№173-R7.11月号 「株価高騰下での不況感」

株価上昇の背景

前月21日の高市新政権発足以後、積極財政による経済成長路線の強化に対する期待感から株価が急上昇し、日米首脳会談前後にはついに5万円の大台に達しました。自民党総裁選で高市総裁が選任されてからは、「高市政権」の誕生を見越して株式を含む金融商品の売り買いが活発となり(高市トレード)、日経平均株価は昨年3月に4万円を超えてからわずか1年7カ月程度で5万円を超えてしまいました。

5万円を超えたマクロ的要因には、支持率70%を超える高市政権への長期化・安定化への期待もありますが、米中貿易戦争の一時的な停戦も大きく影響しています。昭和生まれの世代には、「2020年から5年間の実質経済成長率は0.8%程度なのにバブルではないか」との懸念もありそうですが、今回は円安による製造業の好業績、半導体関連産業の好調など企業のファンダメンタルズに裏付けられている株価水準との見方が大筋です

経済指標で検証してもバブル期には日経平均を構成している銘柄の予想PER(株価収益率)は70倍、PBR(株価純資産倍率)も5.4倍を超えていましたが、今の日経平均の構成銘柄の予想PERは18倍程度です。また、インフレで取引金額が増加すれば企業収益が拡大するため名目GDPの上昇要因となり、株価が上がるのは自然な現象といえます。

不況感を与える要因

株価は活況を呈しているのに、なぜ多くの国民は景気が良いと感じていないのでしょうか。「不況感」とは、生活が豊かになったという実感が乏しい状態をいいます。この要因と考えられるのが、ここ数年の物価高です。

個人的には物価高を招いている最大の理由は円安にあると思っています円安で輸入物価が上がれば、企業は多くの商品に価格転嫁せざるを得なくなり、最終消費者は必然的に負担が増えますその円安への効果的な対策の一つとして政策金利の引上げがありますが、前月末の日銀の政策決定会合では「関税影響の点検継続」を理由に、政策金利は0.5%に据え置かれました。

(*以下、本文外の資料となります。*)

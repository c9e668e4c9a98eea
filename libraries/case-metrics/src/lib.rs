//! Evaluation metrics for label predictions.
//!
//! Scores are computed from final confusion counts in a single pass per label.
//! Any ratio whose denominator is zero is reported as `None` (undefined) rather
//! than as zero.
//!
//! # Example
//!
//! ```
//! use case_metrics::{accuracy, f1_score};
//!
//! let gold = ["VOL", "NVOL", "VOL"];
//! let pred = ["VOL", "VOL", "VOL"];
//!
//! let acc = accuracy(&gold, &pred).unwrap();
//! assert_eq!((acc.correct, acc.total), (2, 3));
//!
//! let report = f1_score(&gold, &pred, &["VOL", "NVOL", "OTHER"], &"OTHER").unwrap();
//! let vol = report.scores(&"VOL").unwrap();
//! assert!((vol.f1.unwrap() - 0.8).abs() < 1e-9);
//! ```

use thiserror::Error;

#[derive(Debug, Clone, Error, PartialEq, Eq)]
pub enum MetricsError {
    #[error("gold and predicted sequences differ in length ({gold} vs {pred})")]
    LengthMismatch { gold: usize, pred: usize },
    #[error("cannot score an empty set of predictions")]
    Empty,
}

fn check_lengths(gold: usize, pred: usize) -> Result<(), MetricsError> {
    if gold != pred {
        return Err(MetricsError::LengthMismatch { gold, pred });
    }
    if gold == 0 {
        return Err(MetricsError::Empty);
    }
    Ok(())
}

/// `numerator / denominator`, or `None` when the denominator is zero.
fn ratio(numerator: usize, denominator: usize) -> Option<f64> {
    (denominator > 0).then(|| numerator as f64 / denominator as f64)
}

/// Fraction of exact matches, with the per-example outcome.
#[derive(Debug, Clone, PartialEq)]
pub struct Accuracy {
    pub correct: usize,
    pub total: usize,
    /// Whether each prediction matched its gold label, in input order
    pub per_example: Vec<bool>,
}

impl Accuracy {
    pub fn value(&self) -> f64 {
        self.correct as f64 / self.total as f64
    }
}

pub fn accuracy<L: PartialEq>(y_true: &[L], y_pred: &[L]) -> Result<Accuracy, MetricsError> {
    check_lengths(y_true.len(), y_pred.len())?;

    let per_example: Vec<bool> = y_true
        .iter()
        .zip(y_pred)
        .map(|(gold, pred)| gold == pred)
        .collect();
    let correct = per_example.iter().filter(|&&ok| ok).count();

    Ok(Accuracy {
        correct,
        total: per_example.len(),
        per_example,
    })
}

/// One-vs-rest confusion counts for a single label.
#[derive(Debug, Clone, Copy, Default, PartialEq, Eq)]
pub struct Confusion {
    pub true_positives: usize,
    pub false_positives: usize,
    pub false_negatives: usize,
    pub true_negatives: usize,
}

impl Confusion {
    pub fn count<L: PartialEq>(y_true: &[L], y_pred: &[L], label: &L) -> Self {
        let mut confusion = Confusion::default();
        for (gold, pred) in y_true.iter().zip(y_pred) {
            match (gold == label, pred == label) {
                (true, true) => confusion.true_positives += 1,
                (true, false) => confusion.false_negatives += 1,
                (false, true) => confusion.false_positives += 1,
                (false, false) => confusion.true_negatives += 1,
            }
        }
        confusion
    }

    /// Undefined when nothing was predicted as the label.
    pub fn precision(&self) -> Option<f64> {
        ratio(
            self.true_positives,
            self.true_positives + self.false_positives,
        )
    }

    /// Undefined when the label never occurs in the gold data.
    pub fn recall(&self) -> Option<f64> {
        ratio(
            self.true_positives,
            self.true_positives + self.false_negatives,
        )
    }

    /// `2tp / (2tp + fp + fn)`: the harmonic mean of precision and recall
    /// wherever both exist. Undefined only when the label appears in neither
    /// sequence.
    pub fn f1(&self) -> Option<f64> {
        ratio(
            2 * self.true_positives,
            2 * self.true_positives + self.false_positives + self.false_negatives,
        )
    }

    fn add(&mut self, other: &Confusion) {
        self.true_positives += other.true_positives;
        self.false_positives += other.false_positives;
        self.false_negatives += other.false_negatives;
        self.true_negatives += other.true_negatives;
    }
}

#[derive(Debug, Clone, PartialEq)]
pub struct LabelScores {
    pub confusion: Confusion,
    pub precision: Option<f64>,
    pub recall: Option<f64>,
    pub f1: Option<f64>,
}

impl From<Confusion> for LabelScores {
    fn from(confusion: Confusion) -> Self {
        Self {
            precision: confusion.precision(),
            recall: confusion.recall(),
            f1: confusion.f1(),
            confusion,
        }
    }
}

#[derive(Debug, Clone, PartialEq)]
pub struct F1Report<L> {
    /// Scores for every label except the negative one, in the order given
    pub per_label: Vec<(L, LabelScores)>,
    /// Mean per-label F1; undefined if any label's F1 is undefined
    pub macro_f1: Option<f64>,
    /// F1 of the confusion counts pooled over all scored labels
    pub micro_f1: Option<f64>,
}

impl<L: PartialEq> F1Report<L> {
    pub fn scores(&self, label: &L) -> Option<&LabelScores> {
        self.per_label
            .iter()
            .find(|(l, _)| l == label)
            .map(|(_, scores)| scores)
    }
}

/// Per-label precision, recall and F1, plus macro- and micro-averaged F1.
///
/// `negative` is the "none of the above" label; it is excluded from scoring
/// and from both averages.
///
/// # Arguments
///
/// * `y_true` - Gold labels
/// * `y_pred` - Predicted labels, aligned with `y_true`
/// * `labels` - The label set to score
/// * `negative` - The label to leave out
pub fn f1_score<L: PartialEq + Clone>(
    y_true: &[L],
    y_pred: &[L],
    labels: &[L],
    negative: &L,
) -> Result<F1Report<L>, MetricsError> {
    check_lengths(y_true.len(), y_pred.len())?;

    let mut pooled = Confusion::default();
    let per_label: Vec<(L, LabelScores)> = labels
        .iter()
        .filter(|label| *label != negative)
        .map(|label| {
            let confusion = Confusion::count(y_true, y_pred, label);
            pooled.add(&confusion);
            (label.clone(), LabelScores::from(confusion))
        })
        .collect();

    let macro_f1 = if per_label.is_empty() {
        None
    } else {
        per_label
            .iter()
            .map(|(_, scores)| scores.f1)
            .sum::<Option<f64>>()
            .map(|total| total / per_label.len() as f64)
    };

    Ok(F1Report {
        per_label,
        macro_f1,
        micro_f1: pooled.f1(),
    })
}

日銀としては、安定した物価高が継続している状況で金利を上げたい局面ですが、新政権で活気づいている国民心理に配慮したかたちです。金融政策の観点では、金利を上げて日米金利差が縮小することでの円安是正が求められますが、今回の決定により為替は逆に円安の方向へと加速しました政策金利が上がれば住宅金利や企業が設備投資等で必要とする融資の長期金利に影響を及ぼすことなどが考えらます。

しかし、物価上昇を抑える目的では150円台を超える過度な円安を早期に是正することが優先です今後の日銀の利上げ観測と為替の動向に注目してみてください。

労働分配率の逓減

実質賃金の上昇が芳しくないことも「不況感」のもう一つの要因と考えます。統計上も物価上昇に耐え得る上昇かは疑問です。最近ベストセラーとして話題の『株高不況』(藤代宏一著)に興味深い指摘を見つけました。大企業の「労働分配率」が2020年以降低下しているとのことです

「労働分配率」は、人件費/付加価値で算出されるため、付加価値(≒粗利益)の上昇に比例した人件費を支給していないことを意味します。しかし、大企業はその余剰分で内部留保を厚くしているわけではなく、主に配当や自社株買いで株主への還元を強化しているのです

2023年3月に東京証券取引所がPBR1倍を割っている企業に対して、改善策を開示・実行するよう要請したことや海外投資家の割合が増えていることも株主重視を進める引き金となっています。こうした状況下で株主還元の恩恵を受けるのは一部の投資家と考えると、利益の配分が社員から株主へ流れている分昇給が抑制されることも不況感の一因かもしれません

日本経済は、過去最高株価、5年連続で過去最高税収、上場企業全体の純利益合計額は4年連続過去最高を更新するなどマクロ的には絶好調です。自社の従業員が不況感を抱いているのであれば、根本的な解決策は賃金上昇に耐え得る粗利益の確保(付加価値の上昇)以外にありません。